**MATERIAL PROVIDED**
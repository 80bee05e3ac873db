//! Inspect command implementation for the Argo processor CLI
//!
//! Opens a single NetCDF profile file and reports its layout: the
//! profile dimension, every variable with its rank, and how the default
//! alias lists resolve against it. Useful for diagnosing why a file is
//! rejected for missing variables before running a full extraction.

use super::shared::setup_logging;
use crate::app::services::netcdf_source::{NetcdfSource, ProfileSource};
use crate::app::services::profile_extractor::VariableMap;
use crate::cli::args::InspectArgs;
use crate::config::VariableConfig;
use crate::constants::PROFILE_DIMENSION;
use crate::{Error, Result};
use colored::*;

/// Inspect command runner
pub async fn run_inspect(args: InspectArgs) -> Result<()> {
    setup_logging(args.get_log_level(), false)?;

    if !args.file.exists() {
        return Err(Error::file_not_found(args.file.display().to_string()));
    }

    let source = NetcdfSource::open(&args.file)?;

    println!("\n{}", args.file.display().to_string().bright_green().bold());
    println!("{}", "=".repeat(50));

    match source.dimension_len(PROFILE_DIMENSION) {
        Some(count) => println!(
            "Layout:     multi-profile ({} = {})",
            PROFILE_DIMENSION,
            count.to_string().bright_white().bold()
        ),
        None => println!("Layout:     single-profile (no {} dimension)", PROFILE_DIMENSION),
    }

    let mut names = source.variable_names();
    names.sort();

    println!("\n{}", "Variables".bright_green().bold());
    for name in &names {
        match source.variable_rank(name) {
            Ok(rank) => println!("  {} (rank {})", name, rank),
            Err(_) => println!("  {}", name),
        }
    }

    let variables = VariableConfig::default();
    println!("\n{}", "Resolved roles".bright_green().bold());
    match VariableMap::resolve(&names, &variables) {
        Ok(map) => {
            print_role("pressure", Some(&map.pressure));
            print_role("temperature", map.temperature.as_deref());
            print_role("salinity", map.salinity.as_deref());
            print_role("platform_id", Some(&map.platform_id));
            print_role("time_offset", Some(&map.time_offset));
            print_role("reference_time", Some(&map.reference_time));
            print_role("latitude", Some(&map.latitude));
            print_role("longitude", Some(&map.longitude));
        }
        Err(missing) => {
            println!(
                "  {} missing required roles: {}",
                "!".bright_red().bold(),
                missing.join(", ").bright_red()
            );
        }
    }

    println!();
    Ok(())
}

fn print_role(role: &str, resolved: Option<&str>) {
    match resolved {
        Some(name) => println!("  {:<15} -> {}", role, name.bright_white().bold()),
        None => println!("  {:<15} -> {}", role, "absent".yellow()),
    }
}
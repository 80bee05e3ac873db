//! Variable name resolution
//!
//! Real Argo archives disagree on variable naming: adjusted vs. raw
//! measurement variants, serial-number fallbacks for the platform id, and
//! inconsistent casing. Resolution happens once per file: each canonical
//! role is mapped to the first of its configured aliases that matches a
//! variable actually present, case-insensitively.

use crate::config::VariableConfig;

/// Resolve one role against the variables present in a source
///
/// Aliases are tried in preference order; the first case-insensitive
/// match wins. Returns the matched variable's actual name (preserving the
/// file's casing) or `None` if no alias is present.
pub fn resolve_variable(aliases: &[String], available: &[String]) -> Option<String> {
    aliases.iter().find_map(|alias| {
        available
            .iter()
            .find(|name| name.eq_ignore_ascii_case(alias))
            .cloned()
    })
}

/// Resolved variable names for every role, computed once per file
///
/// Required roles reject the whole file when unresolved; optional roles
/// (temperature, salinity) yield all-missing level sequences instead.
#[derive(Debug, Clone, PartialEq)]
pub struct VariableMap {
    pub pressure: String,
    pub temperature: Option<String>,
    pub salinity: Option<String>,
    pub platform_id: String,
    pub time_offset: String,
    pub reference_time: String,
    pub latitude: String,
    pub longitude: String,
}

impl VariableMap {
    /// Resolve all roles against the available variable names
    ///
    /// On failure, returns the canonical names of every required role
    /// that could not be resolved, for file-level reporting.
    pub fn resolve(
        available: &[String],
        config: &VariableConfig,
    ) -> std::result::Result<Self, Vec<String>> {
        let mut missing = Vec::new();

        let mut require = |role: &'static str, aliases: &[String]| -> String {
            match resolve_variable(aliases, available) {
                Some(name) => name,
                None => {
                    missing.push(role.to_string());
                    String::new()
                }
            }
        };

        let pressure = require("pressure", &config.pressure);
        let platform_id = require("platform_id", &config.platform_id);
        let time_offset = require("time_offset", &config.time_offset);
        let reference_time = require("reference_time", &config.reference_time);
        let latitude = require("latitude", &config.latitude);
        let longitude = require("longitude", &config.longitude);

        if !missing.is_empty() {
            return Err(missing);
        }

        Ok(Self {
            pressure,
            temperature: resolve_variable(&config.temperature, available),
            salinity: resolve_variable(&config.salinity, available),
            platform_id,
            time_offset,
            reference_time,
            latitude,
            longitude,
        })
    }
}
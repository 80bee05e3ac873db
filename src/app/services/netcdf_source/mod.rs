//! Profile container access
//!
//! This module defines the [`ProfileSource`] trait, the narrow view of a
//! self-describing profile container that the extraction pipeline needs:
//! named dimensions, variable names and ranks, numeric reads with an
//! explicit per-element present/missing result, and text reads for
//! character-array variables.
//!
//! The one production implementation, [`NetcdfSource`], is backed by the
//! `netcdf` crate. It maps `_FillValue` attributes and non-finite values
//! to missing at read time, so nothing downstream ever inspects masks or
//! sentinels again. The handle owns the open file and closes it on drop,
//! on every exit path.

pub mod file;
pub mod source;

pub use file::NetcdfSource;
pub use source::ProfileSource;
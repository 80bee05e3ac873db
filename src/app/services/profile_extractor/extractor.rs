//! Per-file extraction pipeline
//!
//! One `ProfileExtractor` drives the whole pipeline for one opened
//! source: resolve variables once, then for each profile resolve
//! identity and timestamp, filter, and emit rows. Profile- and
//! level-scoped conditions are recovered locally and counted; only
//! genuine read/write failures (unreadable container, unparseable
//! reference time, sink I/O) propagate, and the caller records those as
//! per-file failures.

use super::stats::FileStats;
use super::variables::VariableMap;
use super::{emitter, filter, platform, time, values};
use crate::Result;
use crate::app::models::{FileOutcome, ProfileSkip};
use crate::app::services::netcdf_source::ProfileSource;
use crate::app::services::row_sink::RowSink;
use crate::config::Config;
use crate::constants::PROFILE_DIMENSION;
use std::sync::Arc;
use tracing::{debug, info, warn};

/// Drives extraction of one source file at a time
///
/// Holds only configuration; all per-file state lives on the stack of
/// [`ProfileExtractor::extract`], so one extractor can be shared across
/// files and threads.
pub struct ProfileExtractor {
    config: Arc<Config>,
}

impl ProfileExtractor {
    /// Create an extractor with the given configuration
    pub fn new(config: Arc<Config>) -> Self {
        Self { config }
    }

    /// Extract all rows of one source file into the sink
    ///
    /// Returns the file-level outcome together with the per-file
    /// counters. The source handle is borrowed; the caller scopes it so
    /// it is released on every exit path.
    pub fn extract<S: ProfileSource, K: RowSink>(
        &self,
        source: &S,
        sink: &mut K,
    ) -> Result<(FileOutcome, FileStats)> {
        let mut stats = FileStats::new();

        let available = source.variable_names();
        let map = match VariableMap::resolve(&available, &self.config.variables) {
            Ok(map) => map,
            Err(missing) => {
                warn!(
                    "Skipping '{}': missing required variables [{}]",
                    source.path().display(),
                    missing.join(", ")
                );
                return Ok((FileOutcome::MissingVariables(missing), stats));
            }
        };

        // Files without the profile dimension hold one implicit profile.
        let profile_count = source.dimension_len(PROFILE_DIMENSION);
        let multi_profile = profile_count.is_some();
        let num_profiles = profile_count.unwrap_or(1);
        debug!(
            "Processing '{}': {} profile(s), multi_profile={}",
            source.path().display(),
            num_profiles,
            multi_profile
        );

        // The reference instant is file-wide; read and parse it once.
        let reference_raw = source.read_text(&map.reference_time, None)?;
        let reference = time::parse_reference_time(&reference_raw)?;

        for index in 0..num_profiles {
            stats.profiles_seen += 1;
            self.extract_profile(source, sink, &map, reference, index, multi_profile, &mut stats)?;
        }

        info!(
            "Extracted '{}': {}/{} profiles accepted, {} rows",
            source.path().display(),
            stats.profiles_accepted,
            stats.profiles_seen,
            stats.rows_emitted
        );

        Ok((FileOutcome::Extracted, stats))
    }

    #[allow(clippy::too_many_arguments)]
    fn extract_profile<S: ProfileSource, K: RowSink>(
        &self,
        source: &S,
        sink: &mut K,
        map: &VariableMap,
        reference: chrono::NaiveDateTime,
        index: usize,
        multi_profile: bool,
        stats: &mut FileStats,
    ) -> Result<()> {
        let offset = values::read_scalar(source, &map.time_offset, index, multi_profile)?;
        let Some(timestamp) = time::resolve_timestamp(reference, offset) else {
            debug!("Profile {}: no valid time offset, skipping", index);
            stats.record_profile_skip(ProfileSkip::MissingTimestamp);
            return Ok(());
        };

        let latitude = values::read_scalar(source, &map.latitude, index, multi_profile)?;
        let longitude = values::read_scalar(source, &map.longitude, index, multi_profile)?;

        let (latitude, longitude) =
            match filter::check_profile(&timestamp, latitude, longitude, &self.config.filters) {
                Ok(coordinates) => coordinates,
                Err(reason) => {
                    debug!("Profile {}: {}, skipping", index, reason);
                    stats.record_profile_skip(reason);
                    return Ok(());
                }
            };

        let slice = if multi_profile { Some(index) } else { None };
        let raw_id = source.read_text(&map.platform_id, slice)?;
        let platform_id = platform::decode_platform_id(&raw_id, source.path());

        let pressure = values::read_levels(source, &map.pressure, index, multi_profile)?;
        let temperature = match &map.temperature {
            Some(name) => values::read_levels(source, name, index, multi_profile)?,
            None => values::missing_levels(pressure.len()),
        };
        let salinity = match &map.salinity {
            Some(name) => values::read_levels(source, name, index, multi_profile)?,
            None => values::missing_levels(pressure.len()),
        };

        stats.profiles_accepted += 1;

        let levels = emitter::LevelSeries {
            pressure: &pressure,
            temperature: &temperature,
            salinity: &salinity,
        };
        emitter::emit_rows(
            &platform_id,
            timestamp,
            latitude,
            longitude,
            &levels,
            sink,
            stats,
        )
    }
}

**PROBLEM DETAILS**
Starting with the first line of the listing, output each line exactly until you have included the one containing "use colored::*;".

**RESPONSE TO THIS TASK**
repository 80bee05e3ac873db
//! Inspect command implementation for the Argo processor CLI
//!
//! Opens a single NetCDF profile file and reports its layout: the
//! profile dimension, every variable with its rank, and how the default
//! alias lists resolve against it. Useful for diagnosing why a file is
//! rejected for missing variables before running a full extraction.

use super::shared::setup_logging;
use crate::app::services::netcdf_source::{NetcdfSource, ProfileSource};
use crate::app::services::profile_extractor::VariableMap;
use crate::cli::args::InspectArgs;
use crate::config::VariableConfig;
use crate::constants::PROFILE_DIMENSION;
use crate::{Error, Result};
use colored::*;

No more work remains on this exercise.